The piece explains that there are now about 140 small, physician-owned specialty hospitals in the U.S., with some two dozen more under development. The hospitals specialize in procedures like heart surgery, back operations, and hip replacements. Critics say physician-owners have an incentive to send patients to these facilities even when they may be better off at one of the nation's 4,500 full-service hospitals. Tragic cases are drawing attention from Congress and Medicare regulators. In one recent Texas case, a man who had had spine surgery at one such hospital developed breathing problems. "Staff" called 911, and although the patient was taken to a full-service hospital, the man died soon after. In another case two years ago, another post-spine surgery patient received too much pain medication; staff again called 911, but the patient died.

The problem is that to the extent the piece discusses what emergency care such hospitals ought to be required to provide in any specific way, the focus is entirely on the presence of a physician. There is no mention whatsoever of the necessity of skilled nursing care. Even if the assumption is that the small specialty hospitals do have qualified emergency nurses--though we have no reason to think that is the case--and simply lack emergency physicians, the impression most readers will get is that physicians save lives in emergencies and nurses are of no importance.

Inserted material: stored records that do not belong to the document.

impl<'a> ViewMut<'a> {
    pub fn new(layout: &'a StructLayout, data: &'a mut [u8]) -> Self {
        Self::with_params(layout, data, &[])
    }

    pub fn with_params(layout: &'a StructLayout, data: &'a mut [u8], values: &[i64]) -> Self {
        let limit_bits = data.len() as u64 * 8;
        ViewMut {
            layout,
            data,
            base_bits: 0,
            limit_bits,
            params: Params::bind(&layout.params, values),
        }
    }

    /// Like [`ViewMut::new`], asserting (in debug builds) that the buffer
    /// pointer satisfies a declared minimum alignment. Passing a misaligned
    /// buffer is a contract violation, not a data-dependent failure.
    pub fn new_aligned(layout: &'a StructLayout, data: &'a mut [u8], align: usize) -> Self {
        debug_assert!(
            align.is_power_of_two() && data.as_ptr().addr() % align == 0,
            "buffer does not satisfy declared alignment {align}"
        );
        Self::new(layout, data)
    }

    pub fn layout(&self) -> &'a StructLayout {
        self.layout
    }

    /// Read-only twin sharing the same placement and validity rules.
    pub fn as_view(&self) -> View<'_> {
        View {
            layout: self.layout,
            data: self.data,
            base_bits: self.base_bits,
            limit_bits: self.limit_bits,
            params: self.params,
        }
    }

    pub fn ok(&self) -> bool {
        self.as_view().ok()
    }

    pub fn size_in_bytes(&self) -> Option<usize> {
        self.as_view().size_in_bytes()
    }

    /// Writes a scalar or writable virtual field. Values wider than the
    /// field truncate to its low bits; negative values store their two's
    /// complement pattern.
    pub fn write(&mut self, name: &str, value: i64) -> Result<(), WriteError> {
        let idx = self
            .layout
            .member_index(name)
            .ok_or_else(|| WriteError::UnknownField(name.to_string()))?;
        self.write_at(idx, value)
    }

    /// Writes the member at `idx`. Virtual fields back-solve through their
    /// declared inverse and store into the underlying raw field.
    pub fn write_at(&mut self, idx: usize, value: i64) -> Result<(), WriteError> {
        if !self.params.ok() {
            return Err(WriteError::Withheld);
        }
        enum Target {
            Store { abs: u64, width: usize, order: crate::layout::ByteOrder },
            Forward { field: usize, raw: i64 },
        }
        let target = {
            let view = self.as_view();
            let (pass, placed) = match view.resolve_to(idx) {
                None => return Err(WriteError::Withheld),
                Some(resolved) => resolved,
            };
            let loc = match placed {
                Placed::Absent => return Err(WriteError::NotPresent),
                Placed::At(loc) => loc,
            };
            match &self.layout.members[idx].shape {
                MemberShape::Scalar(s) => {
                    let abs = view
                        .base_bits
                        .checked_add(loc.start_bits)
                        .ok_or(WriteError::OutOfBounds)?;
                    let end = abs
                        .checked_add(s.width_bits as u64)
                        .ok_or(WriteError::OutOfBounds)?;
                    if end > view.limit_bits {
                        return Err(WriteError::OutOfBounds);
                    }
                    Target::Store {
                        abs,
                        width: s.width_bits,
                        order: s.byte_order,
                    }
                }
                MemberShape::Virtual(v) => {
                    let store = v.store.as_ref().ok_or(WriteError::NotWritable)?;
                    let raw = view
                        .eval(&pass, &store.inverse, Some(value))
                        .ok_or(WriteError::NotWritable)?;
                    Target::Forward { field: store.field, raw }
                }
                _ => return Err(WriteError::NotWritable),
            }
        };
        match target {
            // Store targets are strictly earlier members, so this recursion
            // terminates.
            Target::Forward { field, raw } => self.write_at(field, raw),
            Target::Store { abs, width, order } => {
                bits::write_bits_at(self.data, abs, width, order, value as u64)
            }
        }
    }

    /// Writes one scalar element of the named array. An index at or past
    /// the resolved count is refused as out of bounds.
    pub fn write_element(&mut self, name: &str, i: usize, value: i64) -> Result<(), WriteError> {
        if !self.params.ok() {
            return Err(WriteError::Withheld);
        }
        let layout_ref = self.layout;
        let idx = layout_ref
            .member_index(name)
            .ok_or_else(|| WriteError::UnknownField(name.to_string()))?;
        let MemberShape::Array(array) = &layout_ref.members[idx].shape else {
            return Err(WriteError::NotWritable);
        };
        let ElementLayout::Scalar(s) = &array.element else {
            return Err(WriteError::NotWritable);
        };
        let abs = {
            let view = self.as_view();
            let (pass, placed) = match view.resolve_to(idx) {
                None => return Err(WriteError::Withheld),
                Some(resolved) => resolved,
            };
            let loc = match placed {
                Placed::Absent => return Err(WriteError::NotPresent),
                Placed::At(loc) => loc,
            };
            let count = view
                .array_count(&pass, array, loc.start_bits)
                .ok_or(WriteError::Withheld)?;
            if i >= count {
                return Err(WriteError::OutOfBounds);
            }
            let abs = view
                .base_bits
                .checked_add(loc.start_bits + i as u64 * array.stride_bits)
                .ok_or(WriteError::OutOfBounds)?;
            let end = abs
                .checked_add(s.width_bits as u64)
                .ok_or(WriteError::OutOfBounds)?;
            if end > view.limit_bits {
                return Err(WriteError::OutOfBounds);
            }
            abs
        };
        bits::write_bits_at(self.data, abs, s.width_bits, s.byte_order, value as u64)
    }

    /// Mutable view of a nested struct member.
    pub fn child_mut(&mut self, name: &str) -> Result<ViewMut<'_>, WriteError> {
        let layout_ref = self.layout;
        let idx = layout_ref
            .member_index(name)
            .ok_or_else(|| WriteError::UnknownField(name.to_string()))?;
        let MemberShape::Struct { layout, args } = &layout_ref.members[idx].shape else {
            return Err(WriteError::NotWritable);
        };
        let (base_bits, limit_bits, params) = {
            let view = self.as_view();
            let (pass, placed) = match view.resolve_to(idx) {
                None => return Err(WriteError::Withheld),
                Some(resolved) => resolved,
            };
            let loc = match placed {
                Placed::Absent => return Err(WriteError::NotPresent),
                Placed::At(loc) => loc,
            };
            let child = view
                .child_view(&pass, layout, args, loc.start_bits, loc.size_bits)
                .ok_or(WriteError::Withheld)?;
            (child.base_bits, child.limit_bits, child.params)
        };
        Ok(ViewMut {
            layout,
            data: &mut *self.data,
            base_bits,
            limit_bits,
            params,
        })
    }

    /// Mutable view of one struct element of the named array.
    pub fn element_mut(&mut self, name: &str, i: usize) -> Result<ViewMut<'_>, WriteError> {
        let layout_ref = self.layout;
        let idx = layout_ref
            .member_index(name)
            .ok_or_else(|| WriteError::UnknownField(name.to_string()))?;
        let MemberShape::Array(array) = &layout_ref.members[idx].shape else {
            return Err(WriteError::NotWritable);
        };
        let ElementLayout::Struct { layout, args } = &array.element else {
            return Err(WriteError::NotWritable);
        };
        let (base_bits, limit_bits, params) = {
            let view = self.as_view();
            let (pass, placed) = match view.resolve_to(idx) {
                None => return Err(WriteError::Withheld),
                Some(resolved) => resolved,
            };
            let loc = match placed {
                Placed::Absent => return Err(WriteError::NotPresent),
                Placed::At(loc) => loc,
            };
            let count = view
                .array_count(&pass, array, loc.start_bits)
                .ok_or(WriteError::Withheld)?;
            if i >= count {
                return Err(WriteError::OutOfBounds);
            }
            let elem_start = loc.start_bits + i as u64 * array.stride_bits;
            let child = view
                .child_view(&pass, layout, args, elem_start, array.stride_bits)
                .ok_or(WriteError::Withheld)?;
            (child.base_bits, child.limit_bits, child.params)
        };
        Ok(ViewMut {
            layout,
            data: &mut *self.data,
            base_bits,
            limit_bits,
            params,
        })
    }
}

The "only physicians matter" theme runs throughout the piece. In describing the Texas case, the piece says that "[n]o physician was working there when the staff first recognized [the patient] was in trouble." The piece later notes that such small hospitals may not have "a doctor on site at all times during a patient's recovery." Still later the piece reports that "staff grew alarmed by [the patient's] breathing difficulties and called the surgeon back to the hospital. Ill-equipped to handle a medical emergency, the West Texas staff phoned 911," according to the lawyer for the patient's family. The piece adds that "[w]hen the paramedics arrived, they inserted a breathing tube before taking him to a nearby full-service hospital where he was pronounced dead a short time later." The upshot is that the only relevant factor is whether a physician was present; indeed, the only reference to who was present is "staff." There is no mention whatsoever of what nurses (if any) were there, or what their skills were. If paramedics were required to insert a breathing tube, it would seem that no qualified emergency nurses were present.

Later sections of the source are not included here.